Our current site will be available for use until mid-December 2024. After that point, users will be redirected to the new site. We encourage you to update bookmarks and syllabuses over the next few months. If you have questions or concerns, please don't hesitate to contact us at robbins@ur.rochester.edu.
Play 18, The Flight to Egypt
Play 18, THE FLIGHT TO EGYPT: EXPLANATORY NOTES
ABBREVIATIONS: AV: Authorized (“King James”) Version; Meditations: Meditations on the Life of Christ, trans. Ragusa and Green; MED: Middle English Dictionary; OED: Oxford English Dictionary; RB: Richard Beadle, ed., York Plays; REED: Records of Early English Drama; YA: Davidson and O’Connor, York Art; York Breviary: Breviarium ad usum insignis ecclesie Eboracensis; York Missal: Missale ad usum insignis ecclesiae Eboracensis.
References to the Ordo paginarum are to REED: York, 1:16–27.
The Register contains the pageant as it was at the time it was entered, but possibly not as it stood in the sixteenth century. John Clerke notes that “This matter is mayd of newe after another form” — a comment that was subsequently deleted. The play then either differed substantially, or in this case Clerke could simply have been making a hasty (and mistaken) observation based on viewing the pageants at the first station at the gates of Holy Trinity Priory. If thus altered, the play would not have been unique among the York plays. The subject matter of the flight from Herod’s massacre of children is from a narrative point of view joined with the next pageant, which dramatizes that atrocity; see Matthew 2:13–21. Both were commemorated in the York liturgy, but the principal feast was of course Holy Innocents. The pageant of the Flight shows Joseph as the guardian of Mary, a traditional role, but also has less interest from the point of view of its drama than the following play. The Flight was produced by the Marshals, whose occupation involved the care of horses, so they presumably could have supplied an ass for Mary to ride upon, as the text suggests as a requirement. The verse is a unique form of twelve-line stanza, with irregularities.
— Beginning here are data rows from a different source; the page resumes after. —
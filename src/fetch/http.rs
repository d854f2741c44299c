//! Default reqwest-backed fetch adapter
//!
//! A thin [`PageFetcher`] implementation for crawls that do not need a
//! full scraping backend. It honors the settings' headers, timeout, and
//! retry count; proxy, geo, and JS rendering are backend features the
//! built-in adapter does not provide.

use crate::config::FetchSettings;
use crate::fetch::{FetchError, FetchedPage, PageFetcher};
use async_trait::async_trait;
use reqwest::Client;
use std::time::Duration;

/// Delay between retry attempts on transient failures
const RETRY_DELAY: Duration = Duration::from_millis(500);

/// Longest raw body sample kept on an error payload
const ERROR_BODY_SAMPLE: usize = 2048;

/// HTTP fetch adapter built on reqwest
pub struct HttpFetcher {
    client: Client,
}

impl HttpFetcher {
    /// Builds the adapter with a shared HTTP client.
    pub fn new(user_agent: &str) -> Result<Self, reqwest::Error> {
        let client = Client::builder()
            .user_agent(user_agent.to_string())
            .connect_timeout(Duration::from_secs(10))
            .gzip(true)
            .brotli(true)
            .build()?;
        Ok(Self { client })
    }

    async fn attempt(
        &self,
        url: &str,
        settings: &FetchSettings,
    ) -> Result<FetchedPage, FetchError> {
        let mut request = self
            .client
            .get(url)
            .timeout(Duration::from_millis(settings.timeout_ms));

        for (name, value) in &settings.headers {
            request = request.header(name, value);
        }

        let response = request.send().await.map_err(classify_error)?;

        let status = response.status();
        let final_url = response.url().to_string();

        if !status.is_success() {
            let raw = response.text().await.unwrap_or_default();
            return Err(FetchError {
                message: format!("HTTP {}", status.as_u16()),
                status: Some(status.as_u16()),
                body: Some(diagnostic_body(&raw)),
            });
        }

        let body = response
            .text()
            .await
            .map_err(|e| FetchError::message(format!("Failed to read body: {}", e)))?;

        Ok(FetchedPage {
            status_code: status.as_u16(),
            final_url: Some(final_url),
            body,
        })
    }
}

#[async_trait]
impl PageFetcher for HttpFetcher {
    async fn fetch(
        &self,
        url: &str,
        settings: &FetchSettings,
    ) -> Result<FetchedPage, FetchError> {
        if settings.proxy.is_some() || settings.country.is_some() || settings.render_js {
            tracing::debug!(
                "proxy/geo/js settings are ignored by the built-in HTTP adapter for {}",
                url
            );
        }

        let attempts = settings.retries + 1;
        let mut last_error = None;

        for attempt in 1..=attempts {
            match self.attempt(url, settings).await {
                Ok(page) => return Ok(page),
                Err(e) => {
                    let transient = e.status.map_or(true, |s| s >= 500);
                    tracing::debug!(
                        "Fetch attempt {}/{} for {} failed: {}",
                        attempt,
                        attempts,
                        url,
                        e
                    );
                    last_error = Some(e);
                    if !transient || attempt == attempts {
                        break;
                    }
                    tokio::time::sleep(RETRY_DELAY).await;
                }
            }
        }

        // attempts >= 1, so at least one error was recorded
        Err(last_error
            .unwrap_or_else(|| FetchError::message(format!("No fetch attempt made for {}", url))))
    }
}

/// Maps a reqwest error to a structured fetch error
fn classify_error(e: reqwest::Error) -> FetchError {
    if e.is_timeout() {
        FetchError::message("Request timeout")
    } else if e.is_connect() {
        FetchError::message(format!("Connection failed: {}", e))
    } else {
        FetchError::message(e.to_string())
    }
}

/// Keeps a parseable JSON body as-is, otherwise a bounded raw sample
fn diagnostic_body(raw: &str) -> serde_json::Value {
    if raw.is_empty() {
        return serde_json::Value::Null;
    }
    match serde_json::from_str::<serde_json::Value>(raw) {
        Ok(v) => v,
        Err(_) => {
            let sample: String = raw.chars().take(ERROR_BODY_SAMPLE).collect();
            serde_json::Value::String(sample)
        }
    }
}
1–24 Joseph begins with a lament, mainly concerning his age and his state of exhaustion, which supplies motivation for sleeping. This in turn provides the opportunity for the angel to appear and reveal to him the bad news concerning the threat represented by Herod. Joseph is not, however, rebellious, for his heart is “sette” on fulfilling the law (line 10) and on not allowing anyone to prevent him from doing so.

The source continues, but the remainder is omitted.